Problem requirements: Please report how many lines in the records below contain the word "traits", and give nothing else.

Provided material:
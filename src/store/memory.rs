//! In-memory reference stores
//!
//! `DashMap`-backed implementations of the store seams. Per-entry shard
//! locking gives the claim and ledger operations the atomicity the traits
//! demand, which is enough for tests and single-node deployments.

use async_trait::async_trait;
use dashmap::mapref::entry::Entry;
use dashmap::DashMap;
use once_cell::sync::Lazy;
use uuid::Uuid;

use crate::errors::{EngineError, Result};
use crate::models::{Animal, Draw, GameMode, Wager, WagerStatus};
use crate::numbers;
use crate::store::traits::{BalanceLedger, BetStore, CatalogStore, DrawStore};

/// The classic 25-group table, group order
const ANIMAL_NAMES: [&str; 25] = [
    "Avestruz", "Aguia", "Burro", "Borboleta", "Cachorro", "Cabra", "Carneiro", "Camelo", "Cobra",
    "Coelho", "Cavalo", "Elefante", "Galo", "Gato", "Jacare", "Leao", "Macaco", "Porco", "Pavao",
    "Peru", "Touro", "Tigre", "Urso", "Veado", "Vaca",
];

/// Canonical catalog, materialized once per process
static STANDARD_TABLE: Lazy<Vec<Animal>> = Lazy::new(|| {
    ANIMAL_NAMES
        .iter()
        .enumerate()
        .map(|(i, name)| Animal::new((i + 1) as u8, *name))
        .collect()
});

/// In-memory catalog of animals and game modes
pub struct MemoryCatalog {
    animals: DashMap<Uuid, Animal>,
    by_group: DashMap<u8, Uuid>,
    modes: DashMap<Uuid, GameMode>,
}

impl MemoryCatalog {
    pub fn new() -> Self {
        Self {
            animals: DashMap::new(),
            by_group: DashMap::new(),
            modes: DashMap::new(),
        }
    }

    /// Catalog pre-populated with the standard 25-animal table
    pub fn seeded() -> Self {
        let catalog = Self::new();
        for animal in STANDARD_TABLE.iter() {
            catalog.insert_animal(animal.clone());
        }
        catalog
    }

    pub fn insert_animal(&self, animal: Animal) {
        self.by_group.insert(animal.group, animal.id);
        self.animals.insert(animal.id, animal);
    }

    pub fn insert_mode(&self, mode: GameMode) {
        self.modes.insert(mode.id, mode);
    }

    pub fn remove_mode(&self, id: Uuid) {
        self.modes.remove(&id);
    }
}

impl Default for MemoryCatalog {
    fn default() -> Self {
        Self::seeded()
    }
}

#[async_trait]
impl CatalogStore for MemoryCatalog {
    async fn animal(&self, id: Uuid) -> Result<Option<Animal>> {
        Ok(self.animals.get(&id).map(|a| a.clone()))
    }

    async fn animal_by_group(&self, group: u8) -> Result<Option<Animal>> {
        // Copy the id out so no shard guard lives across the lookup
        let id = match self.by_group.get(&group) {
            Some(id) => *id,
            None => return Ok(None),
        };
        self.animal(id).await
    }

    async fn animal_by_ending(&self, ending: &str) -> Result<Option<Animal>> {
        match numbers::group_for_ending(ending) {
            Some(group) => self.animal_by_group(group).await,
            None => Ok(None),
        }
    }

    async fn game_mode(&self, id: Uuid) -> Result<Option<GameMode>> {
        Ok(self.modes.get(&id).map(|m| m.clone()))
    }
}

/// In-memory draw store
#[derive(Default)]
pub struct MemoryDrawStore {
    draws: DashMap<Uuid, Draw>,
}

impl MemoryDrawStore {
    pub fn new() -> Self {
        Self::default()
    }
}

#[async_trait]
impl DrawStore for MemoryDrawStore {
    async fn draw(&self, id: Uuid) -> Result<Option<Draw>> {
        Ok(self.draws.get(&id).map(|d| d.clone()))
    }

    async fn put_draw(&self, draw: &Draw) -> Result<()> {
        self.draws.insert(draw.id, draw.clone());
        Ok(())
    }
}

/// In-memory bet store. Status transitions happen under the entry's shard
/// lock, which makes `claim` a true test-and-set.
#[derive(Default)]
pub struct MemoryBetStore {
    wagers: DashMap<Uuid, Wager>,
}

impl MemoryBetStore {
    pub fn new() -> Self {
        Self::default()
    }
}

#[async_trait]
impl BetStore for MemoryBetStore {
    async fn wager(&self, id: Uuid) -> Result<Option<Wager>> {
        Ok(self.wagers.get(&id).map(|w| w.clone()))
    }

    async fn put_wager(&self, wager: &Wager) -> Result<()> {
        self.wagers.insert(wager.id, wager.clone());
        Ok(())
    }

    async fn wagers_by_draw(&self, draw_id: Uuid) -> Result<Vec<Wager>> {
        Ok(self
            .wagers
            .iter()
            .filter(|w| w.draw_id == draw_id)
            .map(|w| w.clone())
            .collect())
    }

    async fn claim(&self, wager_id: Uuid) -> Result<bool> {
        match self.wagers.get_mut(&wager_id) {
            Some(mut wager) if wager.status == WagerStatus::Pending => {
                wager.status = WagerStatus::Processing;
                Ok(true)
            }
            Some(_) => Ok(false),
            None => Err(EngineError::not_found("wager", wager_id)),
        }
    }

    async fn release(&self, wager_id: Uuid) -> Result<()> {
        match self.wagers.get_mut(&wager_id) {
            Some(mut wager) if wager.status == WagerStatus::Processing => {
                wager.status = WagerStatus::Pending;
                Ok(())
            }
            Some(wager) => Err(EngineError::Store(format!(
                "cannot release wager {} from state {:?}",
                wager_id, wager.status
            ))),
            None => Err(EngineError::not_found("wager", wager_id)),
        }
    }

    async fn record_outcome(
        &self,
        wager_id: Uuid,
        status: WagerStatus,
        win_amount: Option<u64>,
    ) -> Result<()> {
        match self.wagers.get_mut(&wager_id) {
            Some(mut wager) if wager.status == WagerStatus::Processing => {
                wager.status = status;
                wager.win_amount = win_amount;
                Ok(())
            }
            Some(wager) => Err(EngineError::Store(format!(
                "cannot settle wager {} from state {:?}",
                wager_id, wager.status
            ))),
            None => Err(EngineError::not_found("wager", wager_id)),
        }
    }

    async fn reset_won_to_pending(&self, wager_id: Uuid) -> Result<Option<u64>> {
        match self.wagers.get_mut(&wager_id) {
            Some(mut wager) if wager.status == WagerStatus::Won => {
                let reversed = wager.win_amount.take();
                wager.status = WagerStatus::Pending;
                Ok(reversed)
            }
            Some(_) => Ok(None),
            None => Err(EngineError::not_found("wager", wager_id)),
        }
    }
}

/// In-memory balance ledger with per-operation idempotency
#[derive(Default)]
pub struct MemoryLedger {
    balances: DashMap<Uuid, u64>,
    applied: DashMap<String, ()>,
}

impl MemoryLedger {
    pub fn new() -> Self {
        Self::default()
    }

    pub fn set_balance(&self, user_id: Uuid, amount: u64) {
        self.balances.insert(user_id, amount);
    }
}

#[async_trait]
impl BalanceLedger for MemoryLedger {
    async fn credit(&self, user_id: Uuid, amount: u64, op_id: &str) -> Result<()> {
        match self.applied.entry(op_id.to_string()) {
            Entry::Occupied(_) => Ok(()),
            Entry::Vacant(slot) => {
                let mut balance = self.balances.entry(user_id).or_insert(0);
                *balance = balance.checked_add(amount).ok_or_else(|| {
                    EngineError::Ledger(format!("balance overflow for user {}", user_id))
                })?;
                slot.insert(());
                Ok(())
            }
        }
    }

    async fn debit(&self, user_id: Uuid, amount: u64, op_id: &str) -> Result<()> {
        match self.applied.entry(op_id.to_string()) {
            Entry::Occupied(_) => Ok(()),
            Entry::Vacant(slot) => {
                let mut balance = self.balances.entry(user_id).or_insert(0);
                *balance = balance.checked_sub(amount).ok_or_else(|| {
                    EngineError::Ledger(format!(
                        "insufficient balance for user {}: {} < {}",
                        user_id, *balance, amount
                    ))
                })?;
                slot.insert(());
                Ok(())
            }
        }
    }

    async fn balance(&self, user_id: Uuid) -> Result<u64> {
        Ok(self.balances.get(&user_id).map(|b| *b).unwrap_or(0))
    }
}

Result for this task: 2